DATA TO EXAMINE: Begin

use crate::host::Ui;
use crate::render::{ListEntry, Marker};
use crate::types::{Coords, WorkoutKind};
use std::io::Write;

/// Prints the map, list and alerts as lines of text.
pub struct TerminalUi<W: Write> {
    out: W,
    alerts: Vec<String>,
}

impl<W: Write> TerminalUi<W> {
    pub const fn new(out: W) -> Self {
        Self {
            out,
            alerts: Vec::new(),
        }
    }

    pub fn alerts(&self) -> &[String] {
        &self.alerts
    }

    pub fn into_inner(self) -> W {
        self.out
    }

    fn line(&mut self, args: std::fmt::Arguments<'_>) {
        if let Err(e) = writeln!(self.out, "{args}") {
            tracing::warn!(err = %e, "terminal write failed");
        }
    }
}

impl<W: Write> Ui for TerminalUi<W> {
    fn alert(&mut self, message: &str) {
        tracing::error!("{message}");
        self.alerts.push(message.to_string());
    }

    fn load_map(&mut self, center: Coords, zoom: u8) {
        self.line(format_args!("map\t{center}\tzoom={zoom}"));
    }

    fn set_view(&mut self, center: Coords, zoom: u8, animate: bool) {
        let mode = if animate { "pan" } else { "jump" };
        self.line(format_args!("view\t{center}\tzoom={zoom}\t{mode}"));
    }

    fn add_marker(&mut self, marker: &Marker) {
        let class = marker.class_name();
        self.line(format_args!(
            "marker\t{}\t{}\t{class}\t{}",
            marker.id, marker.coords, marker.popup
        ));
    }

    fn render_list_entry(&mut self, entry: &ListEntry) {
        self.line(format_args!("workout\t{entry}"));
    }

    fn show_form(&mut self) {
        crate::dlog!("form shown");
    }

    fn hide_form(&mut self) {
        crate::dlog!("form hidden");
    }

    fn show_metric_field(&mut self, kind: WorkoutKind) {
        let field = match kind {
            WorkoutKind::Running => "cadence",
            WorkoutKind::Cycling => "elevation",
        };
        crate::dlog!("form field={field}");
    }
}

#[cfg(test)]
mod tests {
    use super::*;
    use crate::types::Workout;
    use chrono::{Local, TimeZone};

    #[test]
    fn prints_markers_entries_and_views() {
        let date = Local.with_ymd_and_hms(2024, 3, 5, 7, 0, 0).unwrap();
        let mut w = Workout::running(Coords::new(1.5, -2.0), 5.0, 30.0, 150.0, date);
        w.id = "abc".to_string();

        let mut ui = TerminalUi::new(Vec::new());
        ui.load_map(Coords::new(1.0, 2.0), 15);
        ui.add_marker(&Marker::for_workout(&w));
        ui.render_list_entry(&ListEntry::for_workout(&w));
        ui.set_view(w.coords, 15, true);
        ui.alert("nope");

        let text = String::from_utf8(ui.into_inner()).unwrap();
        let lines: Vec<_> = text.lines().collect();
        assert_eq!(lines.len(), 4);
        assert_eq!(lines[0], "map\t1,2\tzoom=15");
        assert!(lines[1].starts_with("marker\tabc\t1.5,-2\trunning-popup\t"));
        assert!(lines[1].ends_with("running on March 5"));
        assert!(lines[2].starts_with("workout\tabc\trunning on March 5\t"));
        assert!(lines[2].contains("6.0 min/km"));
        assert_eq!(lines[3], "view\t1.5,-2\tzoom=15\tpan");
    }

    #[test]
    fn alerts_are_recorded_not_printed() {
        let mut ui = TerminalUi::new(Vec::new());
        ui.alert("Inputs have to be positive numbers");
        assert_eq!(ui.alerts(), ["Inputs have to be positive numbers"]);
        assert!(ui.into_inner().is_empty());
    }
}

DATA TO EXAMINE: End

> _EXERCISE_: Write out every entry again, exactly as it appears.

> _RESPONSE TO THIS EXERCISE_:
use crate::host::Ui;
use crate::render::{ListEntry, Marker};
use crate::types::{Coords, WorkoutKind};
use std::io::Write;

/// Prints the map, list and alerts as lines of text.
pub struct TerminalUi<W: Write> {
    out: W,
    alerts: Vec<String>,
}

impl<W: Write> TerminalUi<W> {
    pub const fn new(out: W) -> Self {
        Self {
            out,
            alerts: Vec::new(),
        }
    }

    pub fn alerts(&self) -> &[String] {
        &self.alerts
    }

    pub fn into_inner(self) -> W {
        self.out
    }

    fn line(&mut self, args: std::fmt::Arguments<'_>) {
        if let Err(e) = writeln!(self.out, "{args}") {
            tracing::warn!(err = %e, "terminal write failed");
        }
    }
}

impl<W: Write> Ui for TerminalUi<W> {
    fn alert(&mut self, message: &str) {
        tracing::error!("{message}");
        self.alerts.push(message.to_string());
    }

    fn load_map(&mut self, center: Coords, zoom: u8) {
        self.line(format_args!("map\t{center}\tzoom={zoom}"));
    }

    fn set_view(&mut self, center: Coords, zoom: u8, animate: bool) {
        let mode = if animate { "pan" } else { "jump" };
        self.line(format_args!("view\t{center}\tzoom={zoom}\t{mode}"));
    }

    fn add_marker(&mut self, marker: &Marker) {
        let class = marker.class_name();
        self.line(format_args!(
            "marker\t{}\t{}\t{class}\t{}",
            marker.id, marker.coords, marker.popup
        ));
    }

    fn render_list_entry(&mut self, entry: &ListEntry) {
        self.line(format_args!("workout\t{entry}"));
    }

    fn show_form(&mut self) {
        crate::dlog!("form shown");
    }

    fn hide_form(&mut self) {
        crate::dlog!("form hidden");
    }

    fn show_metric_field(&mut self, kind: WorkoutKind) {
        let field = match kind {
            WorkoutKind::Running => "cadence",
            WorkoutKind::Cycling => "elevation",
        };
        crate::dlog!("form field={field}");
    }
}

#[cfg(test)]
mod tests {
    use super::*;
    use crate::types::Workout;
    use chrono::{Local, TimeZone};

    #[test]
    fn prints_markers_entries_and_views() {
        let date = Local.with_ymd_and_hms(2024, 3, 5, 7, 0, 0).unwrap();
        let mut w = Workout::running(Coords::new(1.5, -2.0), 5.0, 30.0, 150.0, date);
        w.id = "abc".to_string();

        let mut ui = TerminalUi::new(Vec::new());
        ui.load_map(Coords::new(1.0, 2.0), 15);
        ui.add_marker(&Marker::for_workout(&w));
        ui.render_list_entry(&ListEntry::for_workout(&w));
        ui.set_view(w.coords, 15, true);
        ui.alert("nope");

        let text = String::from_utf8(ui.into_inner()).unwrap();
        let lines: Vec<_> = text.lines().collect();
        assert_eq!(lines.len(), 4);
        assert_eq!(lines[0], "map\t1,2\tzoom=15");
        assert!(lines[1].starts_with("marker\tabc\t1.5,-2\trunning-popup\t"));
        assert!(lines[1].ends_with("running on March 5"));
        assert!(lines[2].starts_with("workout\tabc\trunning on March 5\t"));
        assert!(lines[2].contains("6.0 min/km"));
        assert_eq!(lines[3], "view\t1.5,-2\tzoom=15\tpan");
    }

    #[test]
    fn alerts_are_recorded_not_printed() {
        let mut ui = TerminalUi::new(Vec::new());
        ui.alert("Inputs have to be positive numbers");
        assert_eq!(ui.alerts(), ["Inputs have to be positive numbers"]);
        assert!(ui.into_inner().is_empty());
    }
}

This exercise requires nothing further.